(Excerpts from a dataset)
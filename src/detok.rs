//! Reconstruction of natural text from whitespace-tokenized lines.
//!
//! Tokenized corpora split punctuation, contractions and quotation marks into their own
//! tokens (`He said `` hello , '' she replied .`). [`combine`] glues them back onto the
//! neighbouring words and tracks whether a quotation is open so that an opening quote
//! attaches to the word after it and a closing quote to the word before it.
//!
//! The quote state is threaded explicitly: callers pass the state left by the previous
//! line and receive the new one, resetting it to [`QuoteState::Closed`] wherever their
//! corpus starts a new scope.

use crate::models::QuoteState;

const QUOTE: char = '"';
const CLAUSE_PUNCTUATION: [char; 4] = [',', '.', ';', ':'];
const NEGATION: &str = "n't";

/// Detokenizes one line, returning the cleaned line and the outgoing quote state.
///
/// Merge rules, first match wins, applied to the pair at the cursor without advancing:
///
/// 1. quotation open and the right token starts with `"`: merge and close
/// 2. quotation closed and the left token ends with an opening `"`: merge and open
/// 3. right token starts with `, . ; :`: merge
/// 4. left token does not end with `, . ; :` and the pair is not word-to-word: merge
/// 5. right token is `n't`: merge
///
/// A trailing `"` counts as opening unless it closed a quotation during this scan or the
/// token holds an even number of quotes. Rule 4 never merges a `"` onto the following
/// token while the quotation is closed, and never onto a right token starting with `"`.
pub fn combine(line: &str, state: QuoteState) -> (String, QuoteState) {
    let normalized = line.trim().replace("``", "\"").replace("''", "\"");
    let mut tokens: Vec<String> = normalized
        .split(' ')
        .filter(|t| !t.is_empty())
        .map(str::to_string)
        .collect();

    let mut state = state;
    // Index of the token that absorbed the most recent closing quote
    let mut closed_at: Option<usize> = None;
    let mut i = 0;

    while i + 1 < tokens.len() {
        let left = &tokens[i];
        let right = &tokens[i + 1];

        if state.is_open() && starts_with(right, QUOTE) {
            merge_at(&mut tokens, i);
            state = QuoteState::Closed;
            closed_at = Some(i);
        } else if !state.is_open() && closed_at != Some(i) && ends_with_opening_quote(left) {
            merge_at(&mut tokens, i);
            state = QuoteState::Open;
        } else if starts_with_any(right, &CLAUSE_PUNCTUATION) {
            merge_at(&mut tokens, i);
        } else if !ends_with_any(left, &CLAUSE_PUNCTUATION)
            && !word_to_word(left, right)
            && !(ends_with(left, QUOTE) && !state.is_open())
            && !starts_with(right, QUOTE)
        {
            merge_at(&mut tokens, i);
        } else if right == NEGATION {
            merge_at(&mut tokens, i);
        } else {
            i += 1;
        }
    }

    (tokens.join(" "), state)
}

fn merge_at(tokens: &mut Vec<String>, i: usize) {
    let right = tokens.remove(i + 1);
    tokens[i].push_str(&right);
}

fn ends_with_opening_quote(token: &str) -> bool {
    ends_with(token, QUOTE) && token.matches(QUOTE).count() % 2 == 1
}

fn word_to_word(left: &str, right: &str) -> bool {
    let left_word = left.chars().last().is_some_and(char::is_alphanumeric);
    let right_word = right.chars().next().is_some_and(char::is_alphanumeric);
    left_word && right_word
}

fn starts_with(token: &str, c: char) -> bool {
    token.starts_with(c)
}

fn ends_with(token: &str, c: char) -> bool {
    token.ends_with(c)
}

fn starts_with_any(token: &str, set: &[char]) -> bool {
    token.chars().next().is_some_and(|c| set.contains(&c))
}

fn ends_with_any(token: &str, set: &[char]) -> bool {
    token.chars().last().is_some_and(|c| set.contains(&c))
}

## What is expected:
Start at the line containing "fn starts_with_any(token: &str, set: &[char])" and copy each line through the last one in the records, exactly and with nothing added.

## Exercise answer:
fn starts_with_any(token: &str, set: &[char]) -> bool {
    token.chars().next().is_some_and(|c| set.contains(&c))
}

fn ends_with_any(token: &str, set: &[char]) -> bool {
    token.chars().last().is_some_and(|c| set.contains(&c))
}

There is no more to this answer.